From: Bert Karwatzki <spasswolf@web.de>
To: Johannes Berg <johannes@sipsolutions.net>,
"linux-kernel@vger.kernel.org" <linux-kernel@vger.kernel.org>
Cc: "linux-next@vger.kernel.org" <linux-next@vger.kernel.org>,
"llvm@lists.linux.dev" <llvm@lists.linux.dev>,
Thomas Gleixner <tglx@linutronix.de>,
linux-wireless@vger.kernel.org, spasswolf@web.de
Subject: Re: lockup and kernel panic in linux-next-202505{09,12} when compiled with clang
Date: Thu, 15 May 2025 11:10:31 +0200 [thread overview]
Message-ID: <ba97a2559cda1b14e0c9754523ff1152bdad90ef.camel@web.de> (raw)

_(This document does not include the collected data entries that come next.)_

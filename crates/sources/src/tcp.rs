//! TCP line listener
//!
//! Accepts plaintext Graphite connections and pushes every `\n`-terminated
//! line onto the main queue.
//!
//! # Modes
//!
//! - **line** (default): one main-queue slot per line
//! - **batched** (`listen.batching.enabled`): each connection accumulates up
//!   to `batch_size` lines and pushes them as one slot, on full or every
//!   `flush_interval`
//!
//! # Lifecycle
//!
//! `run()` accepts until the cancellation token fires, then waits for every
//! connection reader to exit before returning. Readers stop on
//! cancellation, on end of stream, on a read error, or after
//! `incoming_conn_idle_timeout` without a line. On cancellation a reader
//! first hands over every complete line it already buffered, without
//! reading the socket again. A batched reader pushes its partial batch
//! before exiting.

use std::net::SocketAddr;
use std::sync::Arc;
use std::time::Duration;

use bytes::{Bytes, BytesMut};
use relay_config::ListenConfig;
use relay_metrics::{LogSampler, SourceMetrics};
use relay_protocol::{LineBatch, Payload};
use socket2::{SockRef, TcpKeepalive};
use tokio::io::BufReader;
use tokio::net::{TcpListener, TcpStream};
use tokio::time::{Instant, MissedTickBehavior, interval, sleep_until};
use tokio_util::sync::CancellationToken;
use tokio_util::task::TaskTracker;

use crate::error::{Result, SourceError};
use crate::line::{ReadLine, is_connection_reset, read_bounded_line, take_buffered_line};
use crate::sender::{ListenerMetricsHandle, MainSender, Push};

/// Read buffer per connection
const DEFAULT_READ_BUFFER_SIZE: usize = 64 * 1024;

/// Keep-alive on accepted connections
const KEEPALIVE: Duration = Duration::from_secs(30);

/// Batched mode settings
#[derive(Debug, Clone, Copy, PartialEq, Eq)]
pub struct BatchSettings {
    pub batch_size: usize,
    pub flush_interval: Duration,
}

/// TCP listener configuration
#[derive(Debug, Clone)]
pub struct TcpListenerConfig {
    /// Bind address (e.g., "0.0.0.0:2003")
    pub address: String,

    /// Close a connection after this long without a line; 0 disables
    pub idle_timeout: Duration,

    /// Longest accepted line in bytes
    pub max_line_len: usize,

    /// Read buffer per connection
    pub read_buffer_size: usize,

    /// Push line batches instead of single lines
    pub batching: Option<BatchSettings>,
}

impl Default for TcpListenerConfig {
    fn default() -> Self {
        Self {
            address: "0.0.0.0:2003".into(),
            idle_timeout: Duration::from_secs(90),
            max_line_len: 4096,
            read_buffer_size: DEFAULT_READ_BUFFER_SIZE,
            batching: None,
        }
    }
}

impl TcpListenerConfig {
    /// Listener settings from `[listen]`, `None` when `tcp` is unset
    pub fn from_config(listen: &ListenConfig) -> Option<Self> {
        let address = listen.tcp.clone()?;
        let batching = listen.batching.enabled.then(|| BatchSettings {
            batch_size: listen.batching.batch_size.max(1),
            flush_interval: listen.batching.flush_interval,
        });

        Some(Self {
            address,
            idle_timeout: listen.incoming_conn_idle_timeout,
            max_line_len: listen.max_line_len,
            read_buffer_size: DEFAULT_READ_BUFFER_SIZE,
            batching,
        })
    }

    /// Listener type for metrics
    pub fn source_type(&self) -> &'static str {
        if self.batching.is_some() {
            "tcp_batch"
        } else {
            "tcp"
        }
    }
}

/// Bound TCP line listener
pub struct TcpLineListener {
    config: Arc<TcpListenerConfig>,
    listener: TcpListener,
    local_addr: SocketAddr,
    sender: MainSender,
    metrics: Arc<SourceMetrics>,
    sampler: Arc<LogSampler>,
}

impl TcpLineListener {
    /// Bind the listen address
    pub async fn bind(config: TcpListenerConfig, sender: MainSender) -> Result<Self> {
        let listener = TcpListener::bind(&config.address)
            .await
            .map_err(|e| SourceError::bind(&config.address, e))?;
        let local_addr = listener.local_addr()?;

        Ok(Self {
            config: Arc::new(config),
            listener,
            local_addr,
            sender,
            metrics: Arc::new(SourceMetrics::new()),
            sampler: Arc::new(LogSampler::default()),
        })
    }

    /// Override the minimum gap between repeated error logs
    #[must_use]
    pub fn with_sample_interval(mut self, interval: Duration) -> Self {
        self.sampler = Arc::new(LogSampler::new(interval));
        self
    }

    /// Address actually bound (resolves port 0)
    pub fn local_addr(&self) -> SocketAddr {
        self.local_addr
    }

    /// Get a metrics handle for reporting
    pub fn metrics_handle(&self) -> ListenerMetricsHandle {
        ListenerMetricsHandle {
            id: self.local_addr.to_string(),
            source_type: self.config.source_type(),
            metrics: Arc::clone(&self.metrics),
        }
    }

    /// Accept connections until cancelled, then wait for all readers
    pub async fn run(self, cancel: CancellationToken) -> Result<()> {
        let tracker = TaskTracker::new();

        tracing::info!(
            address = %self.local_addr,
            mode = self.config.source_type(),
            max_line_len = self.config.max_line_len,
            "tcp listener started"
        );

        loop {
            tokio::select! {
                _ = cancel.cancelled() => break,

                accepted = self.listener.accept() => match accepted {
                    Ok((stream, peer)) => {
                        configure_socket(&stream);
                        self.metrics.connection_opened();

                        let reader = ConnectionReader {
                            config: Arc::clone(&self.config),
                            sender: self.sender.clone(),
                            metrics: Arc::clone(&self.metrics),
                            sampler: Arc::clone(&self.sampler),
                            cancel: cancel.clone(),
                            peer,
                        };
                        tracker.spawn(reader.run(stream));
                    }
                    Err(e) => {
                        self.metrics.record_error();
                        if let Some(suppressed) = self.sampler.sample() {
                            tracing::warn!(error = %e, suppressed, "tcp accept error");
                        }
                    }
                },
            }
        }

        // Stop accepting before waiting on readers
        drop(self.listener);
        tracker.close();
        tracker.wait().await;

        tracing::info!(address = %self.local_addr, "tcp listener stopped");
        Ok(())
    }
}

/// Keep-alive on accepted sockets; failures are logged and ignored
fn configure_socket(stream: &TcpStream) {
    let keepalive = TcpKeepalive::new().with_time(KEEPALIVE);
    if let Err(e) = SockRef::from(stream).set_tcp_keepalive(&keepalive) {
        tracing::debug!(error = %e, "failed to set TCP keep-alive on ingress connection");
    }
}

/// Why a reader loop ended
enum Exit {
    Eof,
    Idle,
    Cancelled,
    QueueClosed,
    Error(std::io::Error),
}

/// Reads one accepted connection
struct ConnectionReader {
    config: Arc<TcpListenerConfig>,
    sender: MainSender,
    metrics: Arc<SourceMetrics>,
    sampler: Arc<LogSampler>,
    cancel: CancellationToken,
    peer: SocketAddr,
}

impl ConnectionReader {
    async fn run(self, stream: TcpStream) {
        let mut reader = BufReader::with_capacity(self.config.read_buffer_size, stream);

        let exit = match self.config.batching {
            Some(settings) => self.read_batches(&mut reader, settings).await,
            None => self.read_lines(&mut reader).await,
        };

        match exit {
            Exit::Idle => tracing::debug!(peer = %self.peer, "closing idle connection"),
            Exit::Error(e) => {
                if !is_connection_reset(&e) {
                    self.metrics.record_error();
                    if let Some(suppressed) = self.sampler.sample() {
                        tracing::warn!(peer = %self.peer, error = %e, suppressed, "tcp read error");
                    }
                }
            }
            Exit::Eof | Exit::Cancelled | Exit::QueueClosed => {}
        }

        self.metrics.connection_closed();
    }

    /// Deadline for the next line, far away when idle timeout is off
    fn next_deadline(&self) -> Instant {
        if self.config.idle_timeout.is_zero() {
            Instant::now() + Duration::from_secs(86_400 * 365)
        } else {
            Instant::now() + self.config.idle_timeout
        }
    }

    /// Line mode: one push per line
    async fn read_lines(&self, reader: &mut BufReader<TcpStream>) -> Exit {
        let mut buf = BytesMut::with_capacity(self.config.max_line_len.min(64 * 1024));
        let mut deadline = self.next_deadline();

        loop {
            let read = tokio::select! {
                biased;
                _ = self.cancel.cancelled() => {
                    self.drain_buffered(reader, &mut buf, |line| {
                        self.sender.push(Payload::Line(line), &self.metrics) != Push::Closed
                    });
                    return Exit::Cancelled;
                }
                _ = sleep_until(deadline) => return Exit::Idle,
                read = read_bounded_line(reader, &mut buf, self.config.max_line_len) => read,
            };

            match read {
                Ok(ReadLine::Line(line)) => {
                    deadline = self.next_deadline();
                    if line.is_empty() {
                        continue;
                    }
                    self.metrics.record_bytes(line.len() as u64 + 1);
                    if self.sender.push(Payload::Line(line), &self.metrics) == Push::Closed {
                        return Exit::QueueClosed;
                    }
                }
                Ok(ReadLine::TooLong) => {
                    deadline = self.next_deadline();
                    self.metrics.record_oversized();
                    tracing::debug!(
                        peer = %self.peer,
                        max = self.config.max_line_len,
                        "line too long, dropped"
                    );
                }
                Ok(ReadLine::Eof) => return Exit::Eof,
                Err(e) => return Exit::Error(e),
            }
        }
    }

    /// Batched mode: one push per batch
    async fn read_batches(&self, reader: &mut BufReader<TcpStream>, settings: BatchSettings) -> Exit {
        let mut buf = BytesMut::with_capacity(self.config.max_line_len.min(64 * 1024));
        let mut batch = LineBatch::new(settings.batch_size);
        let mut deadline = self.next_deadline();

        let mut flush_tick = interval(settings.flush_interval.max(Duration::from_millis(1)));
        flush_tick.set_missed_tick_behavior(MissedTickBehavior::Skip);

        let exit = loop {
            let read = tokio::select! {
                biased;
                _ = self.cancel.cancelled() => {
                    self.drain_buffered(reader, &mut buf, |line| {
                        !batch.push(line) || self.flush(&mut batch)
                    });
                    break Exit::Cancelled;
                }
                _ = sleep_until(deadline) => break Exit::Idle,
                _ = flush_tick.tick() => {
                    if !self.flush(&mut batch) {
                        break Exit::QueueClosed;
                    }
                    continue;
                }
                read = read_bounded_line(reader, &mut buf, self.config.max_line_len) => read,
            };

            match read {
                Ok(ReadLine::Line(line)) => {
                    deadline = self.next_deadline();
                    if line.is_empty() {
                        continue;
                    }
                    self.metrics.record_bytes(line.len() as u64 + 1);
                    if batch.push(line) && !self.flush(&mut batch) {
                        break Exit::QueueClosed;
                    }
                }
                Ok(ReadLine::TooLong) => {
                    deadline = self.next_deadline();
                    self.metrics.record_oversized();
                }
                Ok(ReadLine::Eof) => break Exit::Eof,
                Err(e) => break Exit::Error(e),
            }
        };

        // Hand over what this connection already read
        self.flush(&mut batch);
        exit
    }

    /// Deliver complete lines already in the read buffer
    ///
    /// `deliver` returns false once the queue is closed.
    fn drain_buffered(
        &self,
        reader: &mut BufReader<TcpStream>,
        buf: &mut BytesMut,
        mut deliver: impl FnMut(Bytes) -> bool,
    ) {
        let mut drained = 0usize;
        while let Some(read) = take_buffered_line(reader, buf, self.config.max_line_len) {
            match read {
                ReadLine::Line(line) if line.is_empty() => {}
                ReadLine::Line(line) => {
                    self.metrics.record_bytes(line.len() as u64 + 1);
                    drained += 1;
                    if !deliver(line) {
                        break;
                    }
                }
                ReadLine::TooLong => self.metrics.record_oversized(),
                ReadLine::Eof => break,
            }
        }
        if drained > 0 {
            tracing::debug!(peer = %self.peer, lines = drained, "drained buffered lines on shutdown");
        }
    }

    /// Push the pending batch; false once the queue is closed
    fn flush(&self, batch: &mut LineBatch) -> bool {
        if batch.is_empty() {
            return true;
        }
        self.sender.push(batch.take(), &self.metrics) != Push::Closed
    }
}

In-Reply-To: <8684a2b4bf367e2e2a97e2b52356ffe5436a8270.camel@sipsolutions.net>
Am Donnerstag, dem 15.05.2025 um 08:30 +0200 schrieb Johannes Berg:
> On Thu, 2025-05-15 at 00:27 +0200, Bert Karwatzki wrote:
> > Am Mittwoch, dem 14.05.2025 um 20:56 +0200 schrieb Johannes Berg:
> > > >
> > > > I've split off the problematic piece of code into an noinline function to simplify the disassembly:
> > > >
> > >
> > > Oh and also, does it even still crash with that? :)
> >
> > Yes, it still crashes when compiled with clang.
>
> OK, just checking. :)
To be more precise I need clang AND PREEMPT_RT=y to get a crash.
>
> FWIW, I'm not convinced at all that the code you were looking at is
> really the problem. The crash (see below) is happening on the status
> side. Of course it cannot crash on the status side if on the TX side we
> never enter anything into the IDR data structure, and never tag the SKB
> to look up in the IDR and therefore never try to create the status
> report on the status side.
After looking at the backtrace I'm also no longer conviced that piece of code is
the problem.
>
> Basically what happens is this:
>
> - on TX, if we have a socket requesting status, create a copy of the
> SKB, put it into the IDR, and put the IDR index into the original
> skb->cb
> - then transmit the original skb, of course
> - on TX status report from the driver, see if the skb->cb is tagged with
> the IDR value, if so, report the copy of the SKB back to the socket
> with the status information
>
> (The reason we need to make a copy is that the SKB could be encrypted or
> otherwise modified in flight, and we don't want to undo that, rather
> keeping a copy for the report.)
>
> > [ 267.339591][ T575] BUG: unable to handle page fault for address: ffffffff51e080b0
> > [ 267.339598][ T575] #PF: supervisor write access in kernel mode
> > [ 267.339602][ T575] #PF: error_code(0x0002) - not-present page
> > [ 267.339606][ T575] PGD f1cc3c067 P4D f1cc3c067 PUD 0
> > [ 267.339613][ T575] Oops: Oops: 0002 [#1] SMP NOPTI
> > [ 267.339622][ T575] CPU: 0 UID: 0 PID: 575 Comm: napi/phy0-0 Not tainted
> > 6.15.0-rc6-next-20250513-llvm-00009-gec34cd07a425 #968 PREEMPT_{RT,(full)}
> > [ 267.339629][ T575] Hardware name: Micro-Star International Co., Ltd. Alpha
> > 15 B5EEK/MS-158L, BIOS E158LAMS.10F 11/11/2024
> > [ 267.339632][ T575] RIP: 0010:queued_spin_lock_slowpath+0x120/0x1c0
> ...
> > [ 267.339692][ T575] Call Trace:
> > [ 267.339701][ T575] <TASK>
> > [ 267.339705][ T575] _raw_spin_lock_irqsave+0x57/0x60
> > [ 267.339714][ T575] rt_spin_lock+0x73/0xa0
> > [ 267.339720][ T575] sock_queue_err_skb+0xdc/0x140
> > [ 267.339727][ T575] skb_complete_wifi_ack+0xa9/0x120
> > [ 267.339737][ T575] ieee80211_report_used_skb+0x541/0x6e0 [mac80211]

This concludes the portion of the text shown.